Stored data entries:
****************************************

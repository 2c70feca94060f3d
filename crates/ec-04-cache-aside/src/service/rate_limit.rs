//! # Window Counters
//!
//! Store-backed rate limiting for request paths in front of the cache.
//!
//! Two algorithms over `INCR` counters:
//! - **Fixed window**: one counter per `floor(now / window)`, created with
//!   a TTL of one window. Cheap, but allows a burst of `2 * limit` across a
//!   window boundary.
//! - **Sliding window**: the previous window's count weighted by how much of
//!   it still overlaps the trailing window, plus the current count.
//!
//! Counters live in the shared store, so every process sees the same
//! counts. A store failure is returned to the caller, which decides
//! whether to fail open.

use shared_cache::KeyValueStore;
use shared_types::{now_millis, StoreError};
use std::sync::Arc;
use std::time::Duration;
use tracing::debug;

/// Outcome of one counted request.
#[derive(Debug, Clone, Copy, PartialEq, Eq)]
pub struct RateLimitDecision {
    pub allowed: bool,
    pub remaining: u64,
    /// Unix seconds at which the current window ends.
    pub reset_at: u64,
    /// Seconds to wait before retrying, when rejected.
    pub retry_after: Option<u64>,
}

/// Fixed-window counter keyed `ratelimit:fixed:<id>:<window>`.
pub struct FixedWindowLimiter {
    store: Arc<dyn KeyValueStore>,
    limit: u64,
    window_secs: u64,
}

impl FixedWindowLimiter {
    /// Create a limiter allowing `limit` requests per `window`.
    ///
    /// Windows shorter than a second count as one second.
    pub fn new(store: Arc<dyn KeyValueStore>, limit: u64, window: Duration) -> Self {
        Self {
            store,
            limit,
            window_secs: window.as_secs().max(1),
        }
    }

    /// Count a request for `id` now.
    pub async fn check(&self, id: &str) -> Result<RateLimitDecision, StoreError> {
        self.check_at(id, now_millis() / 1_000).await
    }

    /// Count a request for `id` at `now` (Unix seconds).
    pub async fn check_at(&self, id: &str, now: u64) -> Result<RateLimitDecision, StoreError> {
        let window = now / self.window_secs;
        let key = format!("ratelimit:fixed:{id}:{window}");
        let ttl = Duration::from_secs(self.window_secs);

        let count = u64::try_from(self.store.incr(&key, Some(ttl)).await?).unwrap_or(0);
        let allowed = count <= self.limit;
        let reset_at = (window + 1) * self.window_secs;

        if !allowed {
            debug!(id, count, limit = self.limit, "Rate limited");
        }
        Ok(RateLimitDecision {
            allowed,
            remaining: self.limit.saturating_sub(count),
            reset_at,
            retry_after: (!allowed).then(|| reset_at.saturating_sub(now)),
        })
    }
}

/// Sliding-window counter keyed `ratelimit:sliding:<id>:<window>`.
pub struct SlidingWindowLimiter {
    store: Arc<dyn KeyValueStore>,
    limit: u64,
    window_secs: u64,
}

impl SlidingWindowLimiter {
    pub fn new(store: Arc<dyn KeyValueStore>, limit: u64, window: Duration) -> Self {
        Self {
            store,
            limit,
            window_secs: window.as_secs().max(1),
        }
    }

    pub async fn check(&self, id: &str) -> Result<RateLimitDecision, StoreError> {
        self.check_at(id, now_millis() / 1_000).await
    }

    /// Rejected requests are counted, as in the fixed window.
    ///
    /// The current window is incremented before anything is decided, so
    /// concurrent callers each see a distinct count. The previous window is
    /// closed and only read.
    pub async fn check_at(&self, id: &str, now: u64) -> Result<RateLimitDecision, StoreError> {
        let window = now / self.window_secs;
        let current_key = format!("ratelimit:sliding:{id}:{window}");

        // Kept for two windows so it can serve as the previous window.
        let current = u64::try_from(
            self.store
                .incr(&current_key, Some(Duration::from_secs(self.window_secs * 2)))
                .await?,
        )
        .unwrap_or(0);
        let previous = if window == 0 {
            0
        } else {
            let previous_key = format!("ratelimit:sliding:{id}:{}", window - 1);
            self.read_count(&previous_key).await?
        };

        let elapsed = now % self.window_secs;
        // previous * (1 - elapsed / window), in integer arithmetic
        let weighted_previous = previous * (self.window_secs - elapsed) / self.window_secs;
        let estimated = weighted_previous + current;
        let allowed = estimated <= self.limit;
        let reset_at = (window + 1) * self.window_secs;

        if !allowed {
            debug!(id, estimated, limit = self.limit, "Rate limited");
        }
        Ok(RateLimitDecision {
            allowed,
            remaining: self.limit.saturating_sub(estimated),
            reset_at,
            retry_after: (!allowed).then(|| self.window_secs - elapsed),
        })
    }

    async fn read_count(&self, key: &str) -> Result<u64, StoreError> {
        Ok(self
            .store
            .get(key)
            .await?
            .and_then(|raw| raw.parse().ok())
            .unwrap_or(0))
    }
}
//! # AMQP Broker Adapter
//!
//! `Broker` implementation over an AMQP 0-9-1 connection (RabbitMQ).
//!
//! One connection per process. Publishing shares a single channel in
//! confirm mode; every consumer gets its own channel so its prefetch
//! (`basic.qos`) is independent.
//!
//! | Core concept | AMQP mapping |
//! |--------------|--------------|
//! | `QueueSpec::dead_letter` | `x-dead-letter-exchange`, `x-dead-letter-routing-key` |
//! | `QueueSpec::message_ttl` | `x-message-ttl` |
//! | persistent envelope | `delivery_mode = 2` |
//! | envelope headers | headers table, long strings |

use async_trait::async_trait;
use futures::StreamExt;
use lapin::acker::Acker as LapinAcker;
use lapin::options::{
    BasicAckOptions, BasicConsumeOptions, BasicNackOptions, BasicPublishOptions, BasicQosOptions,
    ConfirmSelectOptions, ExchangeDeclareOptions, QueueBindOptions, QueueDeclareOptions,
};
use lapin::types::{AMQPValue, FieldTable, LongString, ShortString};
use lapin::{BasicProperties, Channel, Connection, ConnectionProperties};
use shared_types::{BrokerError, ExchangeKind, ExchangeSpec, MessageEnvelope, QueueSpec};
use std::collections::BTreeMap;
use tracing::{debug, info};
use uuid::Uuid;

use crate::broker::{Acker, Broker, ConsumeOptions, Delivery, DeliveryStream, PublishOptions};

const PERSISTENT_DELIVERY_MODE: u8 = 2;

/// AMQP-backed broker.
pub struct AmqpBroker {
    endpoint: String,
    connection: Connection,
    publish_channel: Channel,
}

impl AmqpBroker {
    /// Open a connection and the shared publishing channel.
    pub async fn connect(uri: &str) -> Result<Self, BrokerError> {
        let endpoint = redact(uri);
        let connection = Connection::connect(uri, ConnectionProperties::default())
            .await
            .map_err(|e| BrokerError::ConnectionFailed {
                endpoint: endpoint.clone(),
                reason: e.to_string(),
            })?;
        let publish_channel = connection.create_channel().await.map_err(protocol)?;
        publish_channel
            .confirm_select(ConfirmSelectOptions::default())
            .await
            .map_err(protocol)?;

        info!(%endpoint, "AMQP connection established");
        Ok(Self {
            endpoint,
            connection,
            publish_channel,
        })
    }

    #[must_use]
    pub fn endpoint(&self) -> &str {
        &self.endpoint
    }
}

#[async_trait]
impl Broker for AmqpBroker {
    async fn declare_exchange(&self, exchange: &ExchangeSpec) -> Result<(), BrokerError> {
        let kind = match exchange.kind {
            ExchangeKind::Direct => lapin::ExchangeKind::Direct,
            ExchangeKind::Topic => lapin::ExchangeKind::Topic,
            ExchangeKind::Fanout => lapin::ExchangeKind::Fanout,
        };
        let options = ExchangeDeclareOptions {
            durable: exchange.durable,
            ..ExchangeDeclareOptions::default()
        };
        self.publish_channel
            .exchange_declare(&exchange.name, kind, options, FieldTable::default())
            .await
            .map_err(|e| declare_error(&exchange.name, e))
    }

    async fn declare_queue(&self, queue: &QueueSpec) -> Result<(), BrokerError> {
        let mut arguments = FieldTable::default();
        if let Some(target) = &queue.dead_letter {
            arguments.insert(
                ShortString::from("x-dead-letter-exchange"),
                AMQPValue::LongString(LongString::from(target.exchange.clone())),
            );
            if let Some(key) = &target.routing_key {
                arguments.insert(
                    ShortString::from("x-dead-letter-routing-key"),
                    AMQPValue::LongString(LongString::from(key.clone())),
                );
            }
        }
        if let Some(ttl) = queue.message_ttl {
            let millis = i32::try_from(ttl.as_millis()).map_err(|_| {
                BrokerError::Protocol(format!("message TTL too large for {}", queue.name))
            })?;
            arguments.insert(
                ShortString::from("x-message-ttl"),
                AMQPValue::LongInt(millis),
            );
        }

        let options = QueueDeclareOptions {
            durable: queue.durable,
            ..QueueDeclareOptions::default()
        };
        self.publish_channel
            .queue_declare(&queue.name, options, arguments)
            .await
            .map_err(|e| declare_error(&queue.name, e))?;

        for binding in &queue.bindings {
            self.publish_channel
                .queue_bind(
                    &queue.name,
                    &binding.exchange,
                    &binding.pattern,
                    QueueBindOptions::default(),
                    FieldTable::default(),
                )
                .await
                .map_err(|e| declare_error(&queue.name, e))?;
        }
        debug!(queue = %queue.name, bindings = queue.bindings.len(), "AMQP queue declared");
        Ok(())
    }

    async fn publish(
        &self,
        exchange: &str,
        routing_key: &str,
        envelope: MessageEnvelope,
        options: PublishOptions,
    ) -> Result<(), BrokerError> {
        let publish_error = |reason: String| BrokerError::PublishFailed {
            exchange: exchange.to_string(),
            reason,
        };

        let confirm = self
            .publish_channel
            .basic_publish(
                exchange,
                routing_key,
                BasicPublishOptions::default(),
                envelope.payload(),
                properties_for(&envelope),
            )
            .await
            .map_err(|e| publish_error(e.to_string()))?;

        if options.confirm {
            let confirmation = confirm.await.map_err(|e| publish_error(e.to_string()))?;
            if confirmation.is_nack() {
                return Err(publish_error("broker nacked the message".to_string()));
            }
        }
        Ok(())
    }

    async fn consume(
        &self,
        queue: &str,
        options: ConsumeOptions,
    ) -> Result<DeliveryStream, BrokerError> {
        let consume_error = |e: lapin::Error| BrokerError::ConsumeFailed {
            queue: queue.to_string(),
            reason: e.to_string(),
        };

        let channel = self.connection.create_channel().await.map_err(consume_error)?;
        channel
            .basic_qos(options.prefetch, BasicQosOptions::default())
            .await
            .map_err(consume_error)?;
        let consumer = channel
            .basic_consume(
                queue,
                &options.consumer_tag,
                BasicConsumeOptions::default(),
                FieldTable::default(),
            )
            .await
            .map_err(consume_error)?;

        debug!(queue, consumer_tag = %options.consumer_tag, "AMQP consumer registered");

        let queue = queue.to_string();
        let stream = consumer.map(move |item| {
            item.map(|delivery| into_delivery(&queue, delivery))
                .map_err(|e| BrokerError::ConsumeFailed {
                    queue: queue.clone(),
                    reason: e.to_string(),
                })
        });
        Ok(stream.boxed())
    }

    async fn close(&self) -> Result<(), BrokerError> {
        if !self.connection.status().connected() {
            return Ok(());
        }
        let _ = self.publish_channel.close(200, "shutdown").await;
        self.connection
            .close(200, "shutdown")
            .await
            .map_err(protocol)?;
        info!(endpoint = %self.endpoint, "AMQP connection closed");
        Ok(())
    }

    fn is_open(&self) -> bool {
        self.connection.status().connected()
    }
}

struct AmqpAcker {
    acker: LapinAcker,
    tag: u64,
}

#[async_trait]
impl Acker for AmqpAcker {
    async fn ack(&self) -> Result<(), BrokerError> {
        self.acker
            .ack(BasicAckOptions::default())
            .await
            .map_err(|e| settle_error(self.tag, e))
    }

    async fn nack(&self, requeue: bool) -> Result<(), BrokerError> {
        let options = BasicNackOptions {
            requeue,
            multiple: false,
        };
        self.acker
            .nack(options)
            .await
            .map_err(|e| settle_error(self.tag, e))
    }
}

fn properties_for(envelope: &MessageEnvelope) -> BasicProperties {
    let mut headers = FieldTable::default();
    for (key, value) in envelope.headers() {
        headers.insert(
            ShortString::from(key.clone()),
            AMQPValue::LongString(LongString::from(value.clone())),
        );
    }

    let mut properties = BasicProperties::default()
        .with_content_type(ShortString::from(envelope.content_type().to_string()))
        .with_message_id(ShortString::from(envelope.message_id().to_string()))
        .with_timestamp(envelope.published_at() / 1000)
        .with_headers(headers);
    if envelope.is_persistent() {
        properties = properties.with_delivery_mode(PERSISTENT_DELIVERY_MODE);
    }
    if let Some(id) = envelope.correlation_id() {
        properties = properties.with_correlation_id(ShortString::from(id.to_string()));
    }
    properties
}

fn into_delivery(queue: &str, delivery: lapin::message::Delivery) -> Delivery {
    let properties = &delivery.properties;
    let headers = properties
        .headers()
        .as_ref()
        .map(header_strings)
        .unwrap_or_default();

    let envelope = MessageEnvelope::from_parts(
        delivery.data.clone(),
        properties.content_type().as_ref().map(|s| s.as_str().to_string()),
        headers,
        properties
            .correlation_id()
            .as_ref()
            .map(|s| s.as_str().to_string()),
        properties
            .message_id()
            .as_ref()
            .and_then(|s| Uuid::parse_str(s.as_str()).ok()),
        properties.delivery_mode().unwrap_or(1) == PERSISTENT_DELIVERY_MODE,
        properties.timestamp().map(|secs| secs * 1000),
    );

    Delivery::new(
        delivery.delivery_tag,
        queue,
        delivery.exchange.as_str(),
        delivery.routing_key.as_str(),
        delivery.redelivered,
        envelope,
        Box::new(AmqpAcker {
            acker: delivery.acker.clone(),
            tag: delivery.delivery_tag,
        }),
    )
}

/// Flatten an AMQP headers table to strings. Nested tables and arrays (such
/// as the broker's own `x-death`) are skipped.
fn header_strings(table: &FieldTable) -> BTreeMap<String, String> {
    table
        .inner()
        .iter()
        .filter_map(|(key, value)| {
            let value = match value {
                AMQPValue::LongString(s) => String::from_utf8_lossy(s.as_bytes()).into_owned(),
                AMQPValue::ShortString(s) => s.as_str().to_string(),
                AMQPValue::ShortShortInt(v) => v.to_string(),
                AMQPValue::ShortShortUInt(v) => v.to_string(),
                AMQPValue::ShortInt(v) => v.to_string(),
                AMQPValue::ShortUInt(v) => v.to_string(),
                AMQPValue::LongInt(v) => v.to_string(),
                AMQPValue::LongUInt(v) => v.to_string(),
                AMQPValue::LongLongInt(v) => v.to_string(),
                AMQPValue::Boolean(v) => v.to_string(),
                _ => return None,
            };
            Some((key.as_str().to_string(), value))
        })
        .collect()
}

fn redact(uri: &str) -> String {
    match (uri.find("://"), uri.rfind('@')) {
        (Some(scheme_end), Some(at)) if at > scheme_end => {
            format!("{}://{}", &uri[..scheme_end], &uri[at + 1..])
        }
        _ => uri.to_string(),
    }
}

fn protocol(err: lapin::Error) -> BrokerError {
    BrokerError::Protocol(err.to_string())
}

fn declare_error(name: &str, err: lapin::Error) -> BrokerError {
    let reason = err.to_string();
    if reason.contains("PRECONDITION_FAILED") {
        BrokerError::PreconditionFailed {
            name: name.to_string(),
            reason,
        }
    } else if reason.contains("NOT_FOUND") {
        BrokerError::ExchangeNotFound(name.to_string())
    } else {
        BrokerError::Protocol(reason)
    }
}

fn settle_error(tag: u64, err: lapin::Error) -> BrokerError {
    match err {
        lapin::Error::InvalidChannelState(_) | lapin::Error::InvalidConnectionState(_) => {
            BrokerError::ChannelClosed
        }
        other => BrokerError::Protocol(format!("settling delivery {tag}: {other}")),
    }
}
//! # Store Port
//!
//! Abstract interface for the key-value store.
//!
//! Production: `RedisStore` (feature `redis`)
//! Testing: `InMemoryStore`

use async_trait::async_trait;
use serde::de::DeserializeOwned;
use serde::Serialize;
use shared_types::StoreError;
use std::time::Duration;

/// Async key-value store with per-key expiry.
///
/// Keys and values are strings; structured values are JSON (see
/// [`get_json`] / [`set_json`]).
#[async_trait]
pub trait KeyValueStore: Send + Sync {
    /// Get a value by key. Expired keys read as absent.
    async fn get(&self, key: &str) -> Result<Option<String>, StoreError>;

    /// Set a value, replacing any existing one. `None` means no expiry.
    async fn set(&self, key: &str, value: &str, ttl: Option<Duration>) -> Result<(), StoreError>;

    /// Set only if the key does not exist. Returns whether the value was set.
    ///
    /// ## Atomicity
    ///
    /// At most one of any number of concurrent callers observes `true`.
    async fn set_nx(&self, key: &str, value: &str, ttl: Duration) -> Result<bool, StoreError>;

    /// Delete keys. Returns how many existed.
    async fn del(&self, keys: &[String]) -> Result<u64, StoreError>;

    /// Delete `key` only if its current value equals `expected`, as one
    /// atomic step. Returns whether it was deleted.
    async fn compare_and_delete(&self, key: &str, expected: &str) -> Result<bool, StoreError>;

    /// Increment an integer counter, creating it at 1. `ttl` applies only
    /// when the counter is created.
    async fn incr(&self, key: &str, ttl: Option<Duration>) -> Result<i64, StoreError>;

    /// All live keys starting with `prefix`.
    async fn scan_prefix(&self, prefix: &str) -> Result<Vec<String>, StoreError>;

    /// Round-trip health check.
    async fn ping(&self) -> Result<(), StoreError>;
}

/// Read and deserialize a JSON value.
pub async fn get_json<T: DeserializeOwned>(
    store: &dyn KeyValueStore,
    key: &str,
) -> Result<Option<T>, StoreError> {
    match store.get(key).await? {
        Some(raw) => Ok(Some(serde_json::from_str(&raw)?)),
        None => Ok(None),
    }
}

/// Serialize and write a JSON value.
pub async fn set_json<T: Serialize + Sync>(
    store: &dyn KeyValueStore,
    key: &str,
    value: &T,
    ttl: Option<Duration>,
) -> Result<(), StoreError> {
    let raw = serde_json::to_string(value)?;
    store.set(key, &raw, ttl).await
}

****************************************

→ **What you need to do**
Please go over the data above and copy each line with "ExchangeSpec" in it.

→ **Solution for this task**
use shared_types::{BrokerError, ExchangeKind, ExchangeSpec, MessageEnvelope, QueueSpec};
    async fn declare_exchange(&self, exchange: &ExchangeSpec) -> Result<(), BrokerError> {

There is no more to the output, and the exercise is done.